Assigned task: Search the data for the word "unwrap" and copy every line where it occurs.

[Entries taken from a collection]

------------------------------------

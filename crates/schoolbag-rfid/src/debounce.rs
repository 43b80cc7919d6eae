//! Debouncing of raw tag reads.

use schoolbag_core::TagId;
use schoolbag_core::constants::{DEFAULT_ACCEPTANCE_THRESHOLD, DEFAULT_MISS_TOLERANCE};
use tracing::trace;

/// Result of one reader poll.
#[derive(Debug, Clone, PartialEq, Eq)]
pub enum ReadOutcome {
    /// No tag answered.
    Miss,

    /// A tag answered but its UID could not be resolved.
    AnticollFailure,

    /// The tag was identified but the authenticated read failed.
    AuthFailure,

    /// Complete transaction.
    Success(TagId),
}

/// Debounce thresholds.
#[derive(Debug, Clone, Copy, PartialEq, Eq)]
pub struct DebounceConfig {
    /// Consecutive identical reads that accept a tag.
    pub acceptance_threshold: u32,

    /// Consecutive misses absorbed before the match count is dropped.
    pub miss_tolerance: u32,
}

impl Default for DebounceConfig {
    fn default() -> Self {
        Self {
            acceptance_threshold: DEFAULT_ACCEPTANCE_THRESHOLD,
            miss_tolerance: DEFAULT_MISS_TOLERANCE,
        }
    }
}

impl DebounceConfig {
    pub fn with_acceptance_threshold(mut self, threshold: u32) -> Self {
        self.acceptance_threshold = threshold.max(1);
        self
    }

    pub fn with_miss_tolerance(mut self, tolerance: u32) -> Self {
        self.miss_tolerance = tolerance;
        self
    }
}

/// Turns read outcomes into accepted tags.
///
/// A tag is accepted once `acceptance_threshold` consecutive successful
/// reads return its id. The match count then restarts, so a tag held in the
/// field keeps being accepted every `acceptance_threshold` reads.
///
/// Up to `miss_tolerance` consecutive misses are absorbed; one more clears
/// the candidate. Anticollision and authentication failures leave the
/// state untouched.
///
/// # Examples
///
/// ```
/// use schoolbag_rfid::{DebounceConfig, ReadOutcome, TagDebouncer};
///
/// let mut debouncer = TagDebouncer::new(DebounceConfig::default());
/// let tag = "04-a1".parse().unwrap();
///
/// assert_eq!(debouncer.on_read_attempt(ReadOutcome::Success(tag)), None);
/// assert!(debouncer.on_read_attempt(ReadOutcome::Success("04-a1".parse().unwrap())).is_some());
/// ```
#[derive(Debug, Clone)]
pub struct TagDebouncer {
    config: DebounceConfig,
    candidate: Option<TagId>,
    matches: u32,
    misses: u32,
}

impl TagDebouncer {
    pub fn new(config: DebounceConfig) -> Self {
        Self {
            config,
            candidate: None,
            matches: 0,
            misses: 0,
        }
    }

    /// Feed one poll result. Returns the tag if this read accepted it.
    pub fn on_read_attempt(&mut self, outcome: ReadOutcome) -> Option<TagId> {
        match outcome {
            ReadOutcome::Miss => {
                if self.misses < self.config.miss_tolerance {
                    self.misses += 1;
                } else {
                    self.clear();
                }
                None
            }
            ReadOutcome::AnticollFailure => {
                trace!("Anticollision failed");
                None
            }
            ReadOutcome::AuthFailure => {
                trace!("Authentication failed");
                None
            }
            ReadOutcome::Success(id) => {
                self.misses = 0;
                if self.candidate.as_ref() == Some(&id) {
                    self.matches += 1;
                } else {
                    trace!("New candidate tag {}", id);
                    self.matches = 1;
                    self.candidate = Some(id);
                }

                if self.matches >= self.config.acceptance_threshold {
                    self.matches = 0;
                    return self.candidate.clone();
                }
                None
            }
        }
    }

    /// Tag currently being counted.
    pub fn candidate(&self) -> Option<&TagId> {
        self.candidate.as_ref()
    }

    pub fn match_count(&self) -> u32 {
        self.matches
    }

    pub fn miss_count(&self) -> u32 {
        self.misses
    }

    /// Forget the candidate and both counters.
    pub fn clear(&mut self) {
        self.candidate = None;
        self.matches = 0;
        self.misses = 0;
    }
}

#[cfg(test)]
mod tests {
    use super::*;
    use proptest::prelude::*;
    use rstest::rstest;

    fn id(s: &str) -> TagId {
        s.parse().unwrap()
    }

    fn hit(s: &str) -> ReadOutcome {
        ReadOutcome::Success(id(s))
    }

    fn feed(debouncer: &mut TagDebouncer, reads: Vec<ReadOutcome>) -> Vec<TagId> {
        reads
            .into_iter()
            .filter_map(|read| debouncer.on_read_attempt(read))
            .collect()
    }

    #[test]
    fn test_accepts_after_threshold() {
        let mut debouncer = TagDebouncer::new(DebounceConfig::default());

        assert_eq!(debouncer.on_read_attempt(hit("0a")), None);
        assert_eq!(debouncer.match_count(), 1);
        assert_eq!(debouncer.on_read_attempt(hit("0a")), Some(id("0a")));
        assert_eq!(debouncer.match_count(), 0);
    }

    #[test]
    fn test_single_miss_tolerated() {
        let mut debouncer = TagDebouncer::new(DebounceConfig::default());

        let accepted = feed(
            &mut debouncer,
            vec![ReadOutcome::Miss, hit("0a"), hit("0a")],
        );
        assert_eq!(accepted, vec![id("0a")]);

        let mut debouncer = TagDebouncer::new(DebounceConfig::default());
        let accepted = feed(
            &mut debouncer,
            vec![hit("0a"), ReadOutcome::Miss, hit("0a")],
        );
        assert_eq!(accepted, vec![id("0a")]);
    }

    #[test]
    fn test_sustained_absence_resets() {
        let mut debouncer = TagDebouncer::new(DebounceConfig::default());

        let accepted = feed(
            &mut debouncer,
            vec![hit("0a"), ReadOutcome::Miss, ReadOutcome::Miss, hit("0a")],
        );
        assert!(accepted.is_empty());
        assert_eq!(debouncer.match_count(), 1);
    }

    #[test]
    fn test_different_tag_restarts_count() {
        let mut debouncer = TagDebouncer::new(DebounceConfig::default());

        let accepted = feed(&mut debouncer, vec![hit("0a"), hit("0b")]);
        assert!(accepted.is_empty());
        assert_eq!(debouncer.candidate(), Some(&id("0b")));
        assert_eq!(debouncer.match_count(), 1);
    }

    #[rstest]
    #[case(ReadOutcome::AnticollFailure)]
    #[case(ReadOutcome::AuthFailure)]
    fn test_failures_leave_state(#[case] failure: ReadOutcome) {
        let mut debouncer = TagDebouncer::new(DebounceConfig::default());
        debouncer.on_read_attempt(hit("0a"));
        debouncer.on_read_attempt(ReadOutcome::Miss);

        assert_eq!(debouncer.on_read_attempt(failure.clone()), None);
        assert_eq!(debouncer.on_read_attempt(failure), None);
        assert_eq!(debouncer.match_count(), 1);
        assert_eq!(debouncer.miss_count(), 1);
        assert_eq!(debouncer.on_read_attempt(hit("0a")), Some(id("0a")));
    }

    #[rstest]
    #[case(2, 4, 2)]
    #[case(2, 5, 2)]
    #[case(3, 6, 2)]
    #[case(3, 8, 2)]
    #[case(3, 9, 3)]
    fn test_held_tag_rearms(#[case] threshold: u32, #[case] reads: usize, #[case] expected: usize) {
        let config = DebounceConfig::default().with_acceptance_threshold(threshold);
        let mut debouncer = TagDebouncer::new(config);

        let accepted = feed(&mut debouncer, vec![hit("0a"); reads]);
        assert_eq!(accepted.len(), expected);
    }

    #[test]
    fn test_zero_threshold_clamped() {
        let config = DebounceConfig::default().with_acceptance_threshold(0);
        assert_eq!(config.acceptance_threshold, 1);
    }

    #[test]
    fn test_clear() {
        let mut debouncer = TagDebouncer::new(DebounceConfig::default());
        debouncer.on_read_attempt(hit("0a"));
        debouncer.clear();

        assert_eq!(debouncer.candidate(), None);
        assert_eq!(debouncer.on_read_attempt(hit("0a")), None);
    }

    proptest! {
        #[test]
        fn prop_held_tag_accepted_once_per_threshold(
            threshold in 1u32..6,
            reads in 0usize..40,
        ) {
            let config = DebounceConfig::default().with_acceptance_threshold(threshold);
            let mut debouncer = TagDebouncer::new(config);

            let accepted = feed(&mut debouncer, vec![hit("0a"); reads]);
            prop_assert_eq!(accepted.len(), reads / threshold as usize);
        }

        #[test]
        fn prop_interrupted_candidate_never_accepted(threshold in 2u32..6) {
            let config = DebounceConfig::default().with_acceptance_threshold(threshold);
            let mut debouncer = TagDebouncer::new(config);

            let mut reads = vec![hit("0a"); threshold as usize - 1];
            reads.push(hit("0b"));
            let accepted = feed(&mut debouncer, reads);
            prop_assert!(accepted.is_empty());
        }

        #[test]
        fn prop_only_successful_ids_are_accepted(
            reads in prop::collection::vec(0u8..4, 0..60),
        ) {
            let mut debouncer = TagDebouncer::new(DebounceConfig::default());
            let outcomes: Vec<ReadOutcome> = reads
                .iter()
                .map(|kind| match kind {
                    0 => ReadOutcome::Miss,
                    1 => ReadOutcome::AnticollFailure,
                    2 => hit("0a"),
                    _ => hit("0b"),
                })
                .collect();

            let successes = outcomes
                .iter()
                .filter(|o| matches!(o, ReadOutcome::Success(_)))
                .count();
            let accepted = feed(&mut debouncer, outcomes);

            prop_assert!(accepted.len() * 2 <= successes);
            prop_assert!(accepted.iter().all(|t| *t == id("0a") || *t == id("0b")));
        }
    }
}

------------------------------------

Completed task:
/// let tag = "04-a1".parse().unwrap();
/// assert!(debouncer.on_read_attempt(ReadOutcome::Success("04-a1".parse().unwrap())).is_some());
        s.parse().unwrap()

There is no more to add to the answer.